The courage to walk away...
This is a fight I never imagined I'd be having.
A couple weeks ago, I commented on a Substack note that ignited a fire in me. The original post was from the amazing Gabrielle Blair:
And here was my comment:
The comment received more engagement than my own Notes do, so clearly it struck a chord.
I couldn’t quite figure out why this affected me the way it did. Then, a few days later, I watched Isabel Brown stand on the CPAC stage and tell an audience of young women that they should “have the courage to get married and have kids — more kids than they can afford before they think they’re ready.” Brown is 28. She’s a Daily Wire host with more than a million Instagram followers. She is, in other words, a woman with a platform, a business, and an income of her own — telling other women to build a life she herself has an exit from.
Then it landed. Blair’s point and Brown’s pitch are two opposite ends of the spectrum. One woman reminding us that the fight was never about working — it was about being compensated, seen, allowed to build something that was ours, and have the ability to walk away (even if you might not use it). And another woman, standing on a stage built by that very fight, telling young women to give that up.
First, it’s important to know something about my past — it sheds light on why I feel so fervently about this. I come from a family of divorce. My parents divorced when I was 11, then my mom remarried and divorced her second husband when I was 18. If you didn’t know my mom, you might think she was the problem. I can tell you that it just wasn’t the case. In both circumstances, she absolutely needed to leave, and as an adult (even one in a very happy and healthy marriage), I can say that I’m so proud of her for having the courage to do it. My mom instilled in me something money can’t buy: the unshakeable value of independence, agency. She taught me to NEVER get into a situation I can’t walk away from. I’ve carried that with me and it has made everything from my career as an entrepreneur, to my sense of self-worth, to my relationship with my husband of 10 years that much stronger.
As I’ve built my life, I’ve experienced the same glass ceilings, the same sexist remarks, the same veiled discrimination as every other woman does. I’m not anti-male, I am overtly anti-toxic masculinity. I’m also not anti-marriage, I have a husband that I adore, that supports every wild dream I have. We are very much a team — we both work, take care of our daughter, share household responsibilities. I’m grateful, but I don’t consider this “lucky”. I consider it reasonable.
I’m aware of the fact that my views are somewhat unconventional with the way that the world actually operates behind closed doors. I’ve also accepted (and to some degree become complacent) with having to consistently advocate for my right to choose my lifestyle. But I always assumed that the other side of the table would be men.
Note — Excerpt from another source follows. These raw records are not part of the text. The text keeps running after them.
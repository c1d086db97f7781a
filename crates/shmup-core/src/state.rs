//! Session snapshot — the visible state after each step.

use serde::{Deserialize, Serialize};

use crate::enums::{SessionPhase, WeaponType};
use crate::events::SessionEvent;
use crate::types::{Position, SimTime};

/// Complete observable session state.
#[derive(Debug, Clone, Default, Serialize, Deserialize)]
pub struct SessionSnapshot {
    pub time: SimTime,
    pub phase: SessionPhase,
    pub spawn_enemies: bool,
    pub enemies: Vec<EnemyView>,
    pub power_ups: Vec<PowerUpView>,
    /// Events produced during the step that built this snapshot.
    pub events: Vec<SessionEvent>,
}

#[derive(Debug, Clone, Default, Serialize, Deserialize)]
pub struct EnemyView {
    pub entity_bits: u64,
    pub archetype: String,
    pub position: Position,
}

#[derive(Debug, Clone, Default, Serialize, Deserialize)]
pub struct PowerUpView {
    pub entity_bits: u64,
    pub weapon_type: WeaponType,
    pub letter: String,
    pub position: Position,
    /// 1.0 while fresh, falling to 0.0 over the fade window.
    pub opacity: f64,
}
//! Enemy spawning: one enemy per spawn-timer firing, just above the play area.

use glam::DVec2;
use hecs::World;
use rand::Rng;
use rand_chacha::ChaCha8Rng;
use tracing::{debug, warn};

use shmup_core::config::EnemyArchetype;
use shmup_core::types::Position;

use crate::world_setup;

/// Spawn one enemy of a uniformly chosen archetype at a random x just above
/// the visible area. Returns `None` only if `archetypes` is empty.
pub fn spawn_enemy(
    world: &mut World,
    rng: &mut ChaCha8Rng,
    archetypes: &[EnemyArchetype],
    inset_default: f64,
    half_extents: DVec2,
) -> Option<(hecs::Entity, Position)> {
    if archetypes.is_empty() {
        return None;
    }
    let archetype = &archetypes[rng.gen_range(0..archetypes.len())];
    let entity = world_setup::spawn_enemy(world, archetype);

    let inset = enemy_inset(world, entity, inset_default);
    let position = spawn_position(half_extents, inset, rng);
    if let Ok(mut pos) = world.get::<&mut Position>(entity) {
        *pos = position;
    }

    debug!(archetype = %archetype.name, x = position.x, y = position.y, "enemy spawned");
    Some((entity, position))
}

/// Inset for an enemy: its declared radius, or the default when it has none.
pub fn enemy_inset(world: &World, entity: hecs::Entity, inset_default: f64) -> f64 {
    world_setup::declared_radius(world, entity)
        .map(f64::abs)
        .unwrap_or(inset_default)
}

/// Random spawn position: x uniform in `[-w + inset, w - inset]`,
/// y = `h + inset`.
///
/// When the inset is wider than the half width the range is empty and the
/// enemy is centered horizontally.
pub fn spawn_position(half_extents: DVec2, inset: f64, rng: &mut ChaCha8Rng) -> Position {
    let x_min = -half_extents.x + inset;
    let x_max = half_extents.x - inset;
    let x = if x_min <= x_max {
        rng.gen_range(x_min..=x_max)
    } else {
        warn!(inset, half_width = half_extents.x, "inset exceeds play area, spawning centered");
        0.0
    };
    Position::new(x, half_extents.y + inset)
}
And in recent years that seems (surprisingly) to not be the case.
I never thought I’d need to convince other women why they should advocate for women’s rights — the right to choose, to not stay in a marriage that makes them unhappy (let alone a situation that could be emotionally or physically harmful in the name of “family values”). I never for a moment imagined I would need to convince conservative girlfriends that yes, it does matter that they are still supporting a political party that seems only to support independent women when it serves their agenda — and are quick to throw them under the bus when they need a scapegoat.
And I never assumed that the people advocating for having children you can’t afford would come from female voices — let alone women like Isabel Brown, who is not, in fact, living the life she’s selling. She’s on a stage. She has a show. She has a platform. She has an exit, whether or not she plans to use it. Never could I have imagined that the very people promoting the lifestyle of traditional wives would, ironically, themselves not be living by those standards, but instead have businesses and livelihoods that would make it possible (simple, even) to walk away if they absolutely needed to.
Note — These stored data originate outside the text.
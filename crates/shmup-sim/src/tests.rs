//! Tests for the session engine: spawn timer, power-up drops, restart flow.

use std::collections::HashSet;
use std::time::Duration;

use glam::DVec2;
use hecs::Entity;
use rand::SeedableRng;
use rand_chacha::ChaCha8Rng;

use shmup_core::commands::SessionCommand;
use shmup_core::components::{Enemy, PowerUp};
use shmup_core::config::{ConfigError, EnemyArchetype, SessionConfig};
use shmup_core::enums::{SessionPhase, WeaponType};
use shmup_core::events::SessionEvent;
use shmup_core::state::SessionSnapshot;
use shmup_core::types::Position;
use shmup_core::weapons::WeaponDefinition;

use crate::game::Game;
use crate::host::{ConfigSceneLoader, PlayArea, SceneError, SceneLoader};
use crate::session::{Session, SessionError};
use crate::systems::enemy_spawner;

fn ms(n: u64) -> Duration {
    Duration::from_millis(n)
}

fn archetype(name: &str, radius: Option<f64>, drop_chance: f64) -> EnemyArchetype {
    EnemyArchetype {
        radius,
        power_up_drop_chance: drop_chance,
        ..EnemyArchetype::named(name)
    }
}

fn config(rate: f64, enemies: Vec<EnemyArchetype>) -> SessionConfig {
    SessionConfig {
        enemy_spawn_per_second: rate,
        prefab_enemies: enemies,
        weapon_definitions: vec![
            WeaponDefinition {
                weapon_type: WeaponType::Blaster,
                letter: "B".to_string(),
                ..Default::default()
            },
            WeaponDefinition {
                weapon_type: WeaponType::Spread,
                letter: "S".to_string(),
                ..Default::default()
            },
        ],
        ..Default::default()
    }
}

fn play_area() -> PlayArea {
    PlayArea::new(10.0, 20.0)
}

fn started(config: SessionConfig) -> Session {
    let mut session = Session::new(config, play_area()).unwrap();
    session.start();
    session
}

fn spawned(snapshot: &SessionSnapshot) -> Vec<(Entity, Position)> {
    snapshot
        .events
        .iter()
        .filter_map(|event| match event {
            SessionEvent::EnemySpawned {
                entity_bits,
                position,
                ..
            } => Entity::from_bits(*entity_bits).map(|e| (e, *position)),
            _ => None,
        })
        .collect()
}

fn reload_requests(snapshot: &SessionSnapshot) -> usize {
    snapshot
        .events
        .iter()
        .filter(|e| matches!(e, SessionEvent::SceneReloadRequested { .. }))
        .count()
}

fn power_up_count(session: &Session) -> usize {
    session.world().query::<&PowerUp>().iter().count()
}

// ---- Construction ----

#[test]
fn test_new_rejects_invalid_config() {
    assert!(matches!(
        Session::new(config(1.0, Vec::new()), play_area()),
        Err(ConfigError::NoEnemyArchetypes)
    ));
    assert!(matches!(
        Session::new(config(0.0, vec![EnemyArchetype::named("Enemy_0")]), play_area()),
        Err(ConfigError::InvalidSpawnRate(_))
    ));
    assert!(matches!(
        Session::new(config(-2.0, vec![EnemyArchetype::named("Enemy_0")]), play_area()),
        Err(ConfigError::InvalidSpawnRate(_))
    ));
}

#[test]
fn test_registry_built_at_construction() {
    let session = Session::new(config(1.0, vec![EnemyArchetype::named("Enemy_0")]), play_area())
        .unwrap();
    assert_eq!(session.registry().len(), 2);
    assert_eq!(session.weapon_definition(WeaponType::Spread).letter, "S");
    let missing = session.weapon_definition(WeaponType::Laser);
    assert_eq!(missing.weapon_type, WeaponType::None);
}

#[test]
fn test_uninitialized_session_never_spawns() {
    let mut session =
        Session::new(config(2.0, vec![EnemyArchetype::named("Enemy_0")]), play_area()).unwrap();
    let snap = session.advance(Duration::from_secs(10));

    assert_eq!(session.phase(), SessionPhase::Uninitialized);
    assert_eq!(session.spawn_firings(), 0);
    assert!(snap.enemies.is_empty());
    assert_eq!(session.pending_timers(), 0);
}

#[test]
fn test_start_is_idempotent() {
    let mut session = started(config(2.0, vec![EnemyArchetype::named("Enemy_0")]));
    session.start();
    assert_eq!(session.phase(), SessionPhase::Running);
    assert_eq!(session.pending_timers(), 1);
}

// ---- Spawn timer ----

#[test]
fn test_first_spawn_after_one_interval() {
    let mut session = started(config(0.5, vec![EnemyArchetype::named("Enemy_0")]));
    assert_eq!(session.next_spawn_due(), Some(Duration::from_secs(2)));

    let snap = session.advance(ms(1_999));
    assert!(spawned(&snap).is_empty());

    let snap = session.advance(ms(1));
    assert_eq!(spawned(&snap).len(), 1);
    assert_eq!(session.next_spawn_due(), Some(Duration::from_secs(4)));
}

#[test]
fn test_timer_fires_every_half_second_regardless_of_toggle() {
    let mut session = started(config(2.0, vec![EnemyArchetype::named("Enemy_0")]));
    let mut spawned_total = 0;
    let mut expected_spawns = 0;

    for step in 1..=80u64 {
        if step % 3 == 0 {
            let enabled = !session.spawn_enemies();
            session.set_spawn_enemies(enabled);
        }
        let enabled = session.spawn_enemies();
        let before = session.spawn_firings();

        let snap = session.advance(ms(250));
        spawned_total += spawned(&snap).len();

        let elapsed_ms = step * 250;
        let firings = elapsed_ms / 500;
        assert_eq!(session.spawn_firings(), firings, "at {elapsed_ms} ms");
        assert_eq!(session.next_spawn_due(), Some(ms((firings + 1) * 500)));
        if enabled {
            expected_spawns += (session.spawn_firings() - before) as usize;
        }
    }
    assert_eq!(spawned_total, expected_spawns);
    assert!(spawned_total > 0);
}
//! SHMUP headless runner.
//!
//! Wires the session engine into a fixed-rate game loop thread driven over
//! a command channel, with tracing-based logging.

pub mod game_loop;
pub mod logging;
pub mod state;

pub use shmup_core as core;

/// Session configuration shipped with the runner.
pub const DEFAULT_CONFIG: &str = include_str!("../config/session.json");
//! Snapshot system: queries the world and builds a `SessionSnapshot`.
//!
//! This system is read-only — it never modifies the world.

use hecs::World;

use shmup_core::components::{Enemy, PowerUp};
use shmup_core::enums::SessionPhase;
use shmup_core::events::SessionEvent;
use shmup_core::state::{EnemyView, PowerUpView, SessionSnapshot};
use shmup_core::types::{Position, SimTime};

pub fn build_snapshot(
    world: &World,
    time: &SimTime,
    phase: SessionPhase,
    spawn_enemies: bool,
    events: Vec<SessionEvent>,
) -> SessionSnapshot {
    SessionSnapshot {
        time: *time,
        phase,
        spawn_enemies,
        enemies: build_enemies(world),
        power_ups: build_power_ups(world),
        events,
    }
}

fn build_enemies(world: &World) -> Vec<EnemyView> {
    let mut enemies: Vec<EnemyView> = world
        .query::<(&Enemy, &Position)>()
        .iter()
        .map(|(entity, (enemy, pos))| EnemyView {
            entity_bits: entity.to_bits().get(),
            archetype: enemy.archetype.clone(),
            position: *pos,
        })
        .collect();
    enemies.sort_by_key(|e| e.entity_bits);
    enemies
}

fn build_power_ups(world: &World) -> Vec<PowerUpView> {
    let mut power_ups: Vec<PowerUpView> = world
        .query::<(&PowerUp, &Position)>()
        .iter()
        .map(|(entity, (power_up, pos))| PowerUpView {
            entity_bits: entity.to_bits().get(),
            weapon_type: power_up.weapon_type,
            letter: power_up.letter.clone(),
            position: *pos,
            opacity: opacity(power_up),
        })
        .collect();
    power_ups.sort_by_key(|p| p.entity_bits);
    power_ups
}

/// Fully opaque during the lifetime, then fading linearly to zero.
fn opacity(power_up: &PowerUp) -> f64 {
    let fading_for = power_up.age_secs - power_up.lifetime_secs;
    if fading_for <= 0.0 {
        1.0
    } else if power_up.fade_secs <= 0.0 {
        0.0
    } else {
        (1.0 - fading_for / power_up.fade_secs).clamp(0.0, 1.0)
    }
}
Because while I am very much a feminist in the sense that I believe in a woman’s right to choice, I’m also a realist in my belief that to choose means having the autonomy to do so. Whether it’s financial independence, bodily independence, or simply the self-respect to walk away from a relationship, job, circumstance, etc that is not healthy or happy in spite of what your religion, culture, or social circle says.
It is exhausting advocating for choice. Because the reality is that you don’t really have a sense for your ability to choose until you are forced to reckon with it. Everyone hopes they end up in a great situation, but statistics tell us that often that is not the case — and for women, it can be emotionally, mentally, or even physically dire. I want every woman to feel they can walk away from it.
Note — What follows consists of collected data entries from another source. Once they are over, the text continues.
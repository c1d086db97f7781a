//! Core types and definitions for the SHMUP session orchestrator.
//!
//! This crate defines the vocabulary shared across the other crates:
//! components, configuration, the weapon registry, commands, events,
//! snapshots, and constants. It has no dependency on any runtime.

pub mod commands;
pub mod components;
pub mod config;
pub mod constants;
pub mod enums;
pub mod events;
pub mod state;
pub mod types;
pub mod weapons;
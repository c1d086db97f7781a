//! Session engine for the SHMUP orchestrator.
//!
//! Owns the hecs world of spawned entities, drives the spawn and restart
//! timers in simulated time, and produces `SessionSnapshot`s for the host.

pub mod game;
pub mod host;
pub mod session;
pub mod systems;
pub mod timer;
pub mod world_setup;

pub use game::Game;
pub use session::{Session, SessionError};
pub use shmup_core as core;

#[cfg(test)]
mod tests;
But I am SO FUCKING EXHAUSTED of fighting for this against people who don’t think it is needed and yet still benefit from it.
Because while it all sounds so great in theory, I wonder how many of the women advocating against choice, telling young women to lean into their roles as wives and mothers, have ever actually had to make a different one.






I can totally understand this getting under your skin. Although I’m a white guy, I can imagine the frustration I’d feel if I consistently got the short end of the freedom stick and heard someone exercising that freedom to advocate for others to throw theirs away.
I often wonder if men took responsibility for families whether they’d be so cavalier to treat single mothers as “welfare queens” instead of hard working advocates deserving of compensation for the work they put in to make good people, and to keep their people good. Mothering.
Thanks for putting this out into the zeitgeist.